I’m wearing a Helmut Lang draped cardigan . . .
. . . with a pair of black LESILLA shoes, which have a cutout studded platform.
The draped black jumpsuit is Stefanel and it has an asymmetric top part that you will probably see in a future post.
Regarding unusual choices in fabrics, or fabric prints, I’ve been wanting to tell you about Rachel Barrett, the recent Royal College of Art MA graduate, who has become a favourite of the over-the-top Lady Gaga. The designer plays with contrasts, incorporating both rubber and lace in her work. And these are not the only fetish elements which she uses for her creations, while exploring “the female form and the trapped space between body and dress” (Dazed&Confused, Issue 84, Music x Fashion Special). This is really one to watch for.

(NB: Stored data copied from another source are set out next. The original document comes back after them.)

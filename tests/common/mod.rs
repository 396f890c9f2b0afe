use std::sync::Arc;

use axum::{
    Router,
    body::Body,
    http::{Method, Request, Response, header},
};
use http_body_util::BodyExt;
use round_timer_back::{
    config::AppConfig,
    routes,
    services::credentials::{Credential, StaticCredentials},
    state::{
        AppState,
        clock::ManualClock,
        events::{EventLifecycle, EventStatus, MemoryEventDirectory},
    },
};
use time::macros::datetime;
use tower_http::trace::TraceLayer;
use uuid::Uuid;

pub const ADMIN_TOKEN: &str = "organizer-token";
pub const VIEWER_TOKEN: &str = "participant-token";

/// Router wired like production, plus handles on the fake clock and the seeded event ids.
pub struct TestApp {
    pub router: Router,
    pub clock: ManualClock,
    pub live_event: Uuid,
    pub upcoming_event: Uuid,
}

/// Build the application with one in-progress event (3 rounds) and one upcoming event.
pub fn build_test_app() -> TestApp {
    let clock = ManualClock::new(datetime!(2026-03-01 18:00:00 UTC));
    let live_event = Uuid::new_v4();
    let upcoming_event = Uuid::new_v4();

    let events = MemoryEventDirectory::with_events([
        (
            live_event,
            EventLifecycle {
                status: EventStatus::InProgress,
                final_round: 3,
            },
        ),
        (
            upcoming_event,
            EventLifecycle {
                status: EventStatus::Upcoming,
                final_round: 3,
            },
        ),
    ]);
    let credentials = StaticCredentials::new([
        (
            ADMIN_TOKEN.to_string(),
            Credential {
                subject: "organizer".into(),
                admin: true,
            },
        ),
        (
            VIEWER_TOKEN.to_string(),
            Credential {
                subject: "participant".into(),
                admin: false,
            },
        ),
    ]);

    let state = AppState::with_collaborators(
        AppConfig::default(),
        Arc::new(clock.clone()),
        Arc::new(events),
        Arc::new(credentials),
    );

    TestApp {
        router: routes::router(state).layer(TraceLayer::new_for_http()),
        clock,
        live_event,
        upcoming_event,
    }
}

/// Build a request with an optional bearer token and optional JSON body.
pub fn request(
    method: Method,
    uri: &str,
    token: Option<&str>,
    body: Option<serde_json::Value>,
) -> Request<Body> {
    let mut builder = Request::builder().method(method).uri(uri);
    if let Some(token) = token {
        builder = builder.header(header::AUTHORIZATION, format!("Bearer {token}"));
    }
    match body {
        Some(json) => builder
            .header(header::CONTENT_TYPE, "application/json")
            .body(Body::from(json.to_string()))
            .unwrap(),
        None => builder.body(Body::empty()).unwrap(),
    }
}

/// Collect a response body and parse it as JSON.
pub async fn body_json(response: Response<Body>) -> serde_json::Value {
    let bytes = response.into_body().collect().await.unwrap().to_bytes();
    serde_json::from_slice(&bytes).unwrap()
}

And speaking of Dazed&Confused, the same issue as above has an article on the band Stavin’ Chains, which I already mention in a previous post in the Pen Pal section on Clare. I particularly liked percussionist Heathcote Ruthven’s quote: “Some people are afraid to use the word punk because of the connotations it’s developed, but punk is more vague that people give it credit for. When I say punk I don’t mean just John Lydon, or those kids with mohawks in Camden that sit around doing nothing all day. And I don’t mean nihilism either. For me, punk is the idea that anyone can do anything, and that’s a good starting point.”